Изменить стиль страницы

Итак, тайну исповеди Франсуа нарушить все-таки не мог. Зато вполне мог оскандалить своего напарника, этого гордеца, с самого начала державшегося как святой среди праха земного. Родитель францисканца, небогатый бургундский дворянин, имел особенное крепкое выражение для надутых монахов вроде Гальярда, которые смотрят так, словно росту в них на пять вершков больше любого смертного: «Этот клирик, — говаривал мессир Бернье де ла Ланд, — так надулся, будто он даже по нужде ходит сплошными лилиями!»

А и делать-то ничего особенного не было нужно, чтобы Гальярд оскандалился; скорее, следовало кое-чего не делать. По здравом размышлении — насколько здравым может быть размышление в самые темные часы одного из самых темных месяцев года — Франсуа понял, что не стоит ему брать на себя объявление приговоров. Выступать как глашатай Гальярда — толку мало. Вот если тот сам объявит свои же, инквизитора Фуа и Тулузена, решения — и так, и сяк получится хорошо. Если не сможет осудить очевидного нераскаянного еретика, против которого не то что говорят — вопиют все свидетельства, недолго Гальярду останется занимать такое важное место. Не послужит к его пользе известие, что он попытался отпустить легендарного четвертого, которого всей Лангедокской церковью ловили и не могли поймать с самого сорок четвертого года.
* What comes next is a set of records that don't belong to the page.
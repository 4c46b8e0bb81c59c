//! Construction parameters for seat pools.

use crate::error::BookingError;
use crate::track::TrackKind;

/// Configuration of a [`SeatPool`](crate::pool::SeatPool).
///
/// Stations are numbered `0..total_stations`; seats are numbered
/// `1..=total_seats`.
#[derive(Debug, Clone, Copy, PartialEq, Eq)]
#[cfg_attr(feature = "serde", derive(serde::Serialize, serde::Deserialize))]
pub struct PoolConfig {
    /// Number of stations on the line (at least 2).
    pub total_stations: usize,
    /// Number of seats in the pool (at least 1).
    pub total_seats: usize,
    /// Occupancy representation used for every seat.
    #[cfg_attr(feature = "serde", serde(default))]
    pub track: TrackKind,
}

impl PoolConfig {
    pub fn new(total_stations: usize, total_seats: usize) -> Self {
        Self {
            total_stations,
            total_seats,
            track: TrackKind::default(),
        }
    }

    pub fn with_track(mut self, track: TrackKind) -> Self {
        self.track = track;
        self
    }

    pub fn with_stations(mut self, total_stations: usize) -> Self {
        self.total_stations = total_stations;
        self
    }

    pub fn with_seats(mut self, total_seats: usize) -> Self {
        self.total_seats = total_seats;
        self
    }

    /// Number of unit segments on the line.
    pub fn segments(&self) -> usize {
        self.total_stations.saturating_sub(1)
    }

    /// Checks the minimum line and fleet size.
    pub fn validate(&self) -> Result<(), BookingError> {
        if self.total_stations < 2 || self.total_seats < 1 {
            return Err(BookingError::InvalidConfig {
                total_stations: self.total_stations,
                total_seats: self.total_seats,
            });
        }
        Ok(())
    }
}

impl Default for PoolConfig {
    fn default() -> Self {
        Self {
            total_stations: 10,
            total_seats: 5,
            track: TrackKind::Segment,
        }
    }
}

#[cfg(test)]
mod tests {
    use super::*;

    #[test]
    fn default_config_is_valid() {
        let cfg = PoolConfig::default();
        assert!(cfg.validate().is_ok());
        assert_eq!(cfg.segments(), 9);
        assert_eq!(cfg.track, TrackKind::Segment);
    }

    #[test]
    fn builder_overrides_fields() {
        let cfg = PoolConfig::new(4, 2)
            .with_track(TrackKind::Interval)
            .with_seats(3)
            .with_stations(6);
        assert_eq!(cfg.total_stations, 6);
        assert_eq!(cfg.total_seats, 3);
        assert_eq!(cfg.track, TrackKind::Interval);
    }

    #[test]
    fn too_small_line_or_fleet_is_rejected() {
        assert!(PoolConfig::new(1, 5).validate().is_err());
        assert!(PoolConfig::new(10, 0).validate().is_err());
        assert!(PoolConfig::new(2, 1).validate().is_ok());
    }

    #[cfg(feature = "serde")]
    #[test]
    fn deserializes_with_default_track() {
        let cfg: PoolConfig =
            serde_json::from_str(r#"{"total_stations": 8, "total_seats": 3}"#).unwrap();
        assert_eq!(cfg, PoolConfig::new(8, 3));

        let cfg: PoolConfig = serde_json::from_str(
            r#"{"total_stations": 8, "total_seats": 3, "track": "interval"}"#,
        )
        .unwrap();
        assert_eq!(cfg.track, TrackKind::Interval);
    }
}
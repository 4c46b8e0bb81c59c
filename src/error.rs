use thiserror::Error;

use crate::SeatId;

/// Errors reported by pool construction, range validation and seat lookup.
///
/// Booking conflicts are not errors: a rejected booking is an ordinary
/// `false` result.
#[derive(Debug, Error, Clone, PartialEq, Eq)]
pub enum BookingError {
    #[error("Invalid station range [{start}, {end}) for a line of {total_stations} stations")]
    InvalidRange {
        start: usize,
        end: usize,
        total_stations: usize,
    },

    #[error("Invalid seat number {id}: pool has seats 1..={total_seats}")]
    InvalidSeatId { id: SeatId, total_seats: usize },

    #[error(
        "Invalid pool configuration: {total_stations} stations and {total_seats} seats \
         (need at least 2 stations and 1 seat)"
    )]
    InvalidConfig {
        total_stations: usize,
        total_seats: usize,
    },
}
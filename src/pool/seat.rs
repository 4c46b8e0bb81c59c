use parking_lot::Mutex;

use crate::range::StationRange;
use crate::track::{Track, TrackKind};
use crate::SeatId;

/// A seat and its exclusively owned track.
///
/// The track sits behind its own lock, so the check-then-set inside
/// [`Track::book`] is serialized per seat while different seats stay
/// independent.
#[derive(Debug)]
pub(crate) struct Seat<T: Track> {
    id: SeatId,
    track: Mutex<T>,
}

impl<T: Track> Seat<T> {
    pub(crate) fn new(id: SeatId, track: T) -> Self {
        Self {
            id,
            track: Mutex::new(track),
        }
    }

    pub(crate) fn id(&self) -> SeatId {
        self.id
    }

    pub(crate) fn kind(&self) -> TrackKind {
        self.track.lock().kind()
    }

    pub(crate) fn is_available(&self, range: StationRange) -> bool {
        self.track.lock().is_available(range)
    }

    pub(crate) fn book(&self, range: StationRange) -> bool {
        self.track.lock().book(range)
    }

    pub(crate) fn snapshot(&self) -> SeatSnapshot {
        let track = self.track.lock();
        SeatSnapshot {
            id: self.id,
            kind: track.kind(),
            bookings: track.bookings(),
        }
    }
}

/// Read-only view of one seat's bookings at the time it was taken.
#[derive(Debug, Clone, PartialEq, Eq)]
#[cfg_attr(feature = "serde", derive(serde::Serialize, serde::Deserialize))]
pub struct SeatSnapshot {
    pub id: SeatId,
    pub kind: TrackKind,
    /// Booked ranges in ascending order. Segment tracks report merged runs.
    pub bookings: Vec<StationRange>,
}

impl SeatSnapshot {
    pub fn is_free(&self) -> bool {
        self.bookings.is_empty()
    }

    /// Total number of booked segments.
    pub fn booked_segments(&self) -> usize {
        self.bookings.iter().map(StationRange::len).sum()
    }
}
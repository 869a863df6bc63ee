#[macro_export]
macro_rules! assert_none {
    ($e:expr) => {
        match &$e {
            None => {}
            actual => panic!("expected `None`; actual={:?}", actual),
        }
    };
}

#[macro_export]
macro_rules! assert_some {
    ($e:expr) => {
        match $e {
            Some(v) => v,
            None => panic!("expected `Some`; actual=None; expr=`{}`", stringify!($e)),
        }
    };
}
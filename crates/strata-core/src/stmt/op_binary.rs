use std::fmt;

#[derive(Clone, Copy, Debug, PartialEq, Eq)]
pub enum BinaryOp {
    Eq,
    Ne,
    Ge,
    Gt,
    Le,
    Lt,
}

impl BinaryOp {
    pub fn is_eq(self) -> bool {
        matches!(self, Self::Eq)
    }
}

impl fmt::Display for BinaryOp {
    fn fmt(&self, f: &mut fmt::Formatter<'_>) -> fmt::Result {
        f.write_str(match self {
            Self::Eq => "=",
            Self::Ne => "<>",
            Self::Ge => ">=",
            Self::Gt => ">",
            Self::Le => "<=",
            Self::Lt => "<",
        })
    }
}
use indexmap::IndexMap;
use strata_core::{
    async_trait,
    driver::{Capability, Connection, Operation, Response},
    err,
    schema::db::{self, Column, Type},
    Error, Result,
};

/// An introspection-only connection over an in-memory table catalog.
#[derive(Debug, Default)]
pub struct Catalog {
    tables: IndexMap<String, Vec<Column>>,
    broken: Vec<String>,

    /// Every table name probed, in order
    pub probes: Vec<String>,
}

impl Catalog {
    pub fn new() -> Self {
        Self::default()
    }

    /// Adds a table. A column named `id` is flagged as the primary key.
    pub fn table(mut self, name: &str, columns: &[(&str, Type)]) -> Self {
        let columns = columns
            .iter()
            .map(|(name, ty)| {
                let column = Column::new(*name, ty.clone());
                if *name == "id" {
                    column.primary_key()
                } else {
                    column
                }
            })
            .collect();
        self.tables.insert(name.to_string(), columns);
        self
    }

    /// Makes probing `name` fail.
    pub fn broken(mut self, name: &str) -> Self {
        self.broken.push(name.to_string());
        self
    }

    /// `employees -> managers -> executives`, plus `staff` and a `cooks`-less
    /// `Cook` as used by most tests.
    pub fn company() -> Self {
        Self::new()
            .table(
                "employees",
                &[("id", Type::Integer), ("name", Type::Text), ("kind", Type::Text)],
            )
            .table("managers", &[("id", Type::Integer), ("num_staff", Type::Integer)])
            .table(
                "executives",
                &[("id", Type::Integer), ("num_managers", Type::Integer)],
            )
            .table("staff", &[("id", Type::Integer), ("manager_id", Type::Integer)])
    }
}

#[async_trait]
impl Connection for Catalog {
    fn capability(&self) -> &'static Capability {
        &Capability::SQLITE
    }

    async fn probe_columns(&mut self, table: &str) -> Result<Vec<Column>> {
        self.probes.push(table.to_string());

        if self.broken.iter().any(|name| name == table) {
            return Err(Error::schema_unavailable(table));
        }

        Ok(self.tables.get(table).cloned().unwrap_or_default())
    }

    async fn exec(&mut self, _schema: &db::Schema, op: Operation) -> Result<Response> {
        Err(err!("catalog cannot execute {op:?}"))
    }
}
А если объявит приговоры как они есть — что ж, тоже хорошо. В конце концов, Гильем Арнаут с этого начинал, после чего легат Жан де Вьенн наслушался от жителей графства о жестокости доминиканского злодея, о том, что необходимо его заменить или хотя бы дать в помощь другого инквизитора, помягче… Чем больше народа считает францисканцев своей опорой, защитой от жестоких детей Доминика — тем лучше. Простым людям невдомек, сколько раз генералы братьев-проповедников посылали в Рим прошение освободить их Орден от инквизиторских функций, раз за разом получая отказы.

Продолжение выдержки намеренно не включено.